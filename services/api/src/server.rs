use crate::cli::ServeArgs;
use crate::infra::AppState;
use crate::routes::with_registry_routes;
use axum::Extension;
use axum_prometheus::PrometheusMetricLayer;
use barangay_registry::config::AppConfig;
use barangay_registry::error::AppError;
use barangay_registry::residents::{InMemoryResidentRepository, ResidentRegistryService};
use barangay_registry::telemetry;
use std::sync::atomic::Ordering;
use std::sync::Arc;
use tracing::info;

pub(crate) async fn run(mut args: ServeArgs) -> Result<(), AppError> {
    let mut config = AppConfig::load()?;

    if let Some(host) = args.host.take() {
        config.server.host = host;
    }
    if let Some(port) = args.port.take() {
        config.server.port = port;
    }

    telemetry::init(&config.telemetry)?;

    let (prometheus_layer, prometheus_handle) = PrometheusMetricLayer::pair();
    let readiness_flag = Arc::new(std::sync::atomic::AtomicBool::new(false));
    let app_state = AppState {
        readiness: readiness_flag.clone(),
        metrics: Arc::new(prometheus_handle),
    };

    let repository = Arc::new(InMemoryResidentRepository::default());
    let registry_service = Arc::new(ResidentRegistryService::new(
        repository,
        config.registry.access_policy(),
    ));

    let app = with_registry_routes(registry_service)
        .layer(Extension(app_state))
        .layer(prometheus_layer);

    let addr = config.server.socket_addr()?;
    let listener = tokio::net::TcpListener::bind(addr).await?;
    readiness_flag.store(true, Ordering::Release);

    info!(
        ?config.environment,
        %addr,
        elevated_roles = ?config.registry.elevated_roles,
        "resident registry ready"
    );

    axum::serve(listener, app).await?;
    Ok(())
}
___
### [What the exercise asks]
Retype every line of the listing above exactly as given.

### [Task output]
filename services/api/src/server.rs
use crate::cli::ServeArgs;
use crate::infra::AppState;
use crate::routes::with_registry_routes;
use axum::Extension;
use axum_prometheus::PrometheusMetricLayer;
use barangay_registry::config::AppConfig;
use barangay_registry::error::AppError;
use barangay_registry::residents::{InMemoryResidentRepository, ResidentRegistryService};
use barangay_registry::telemetry;
use std::sync::atomic::Ordering;
use std::sync::Arc;
use tracing::info;

pub(crate) async fn run(mut args: ServeArgs) -> Result<(), AppError> {
    let mut config = AppConfig::load()?;

    if let Some(host) = args.host.take() {
        config.server.host = host;
    }
    if let Some(port) = args.port.take() {
        config.server.port = port;
    }

    telemetry::init(&config.telemetry)?;

    let (prometheus_layer, prometheus_handle) = PrometheusMetricLayer::pair();
    let readiness_flag = Arc::new(std::sync::atomic::AtomicBool::new(false));
    let app_state = AppState {
        readiness: readiness_flag.clone(),
        metrics: Arc::new(prometheus_handle),
    };

    let repository = Arc::new(InMemoryResidentRepository::default());
    let registry_service = Arc::new(ResidentRegistryService::new(
        repository,
        config.registry.access_policy(),
    ));

    let app = with_registry_routes(registry_service)
        .layer(Extension(app_state))
        .layer(prometheus_layer);

    let addr = config.server.socket_addr()?;
    let listener = tokio::net::TcpListener::bind(addr).await?;
    readiness_flag.store(true, Ordering::Release);

    info!(
        ?config.environment,
        %addr,
        elevated_roles = ?config.registry.elevated_roles,
        "resident registry ready"
    );

    axum::serve(listener, app).await?;
    Ok(())
}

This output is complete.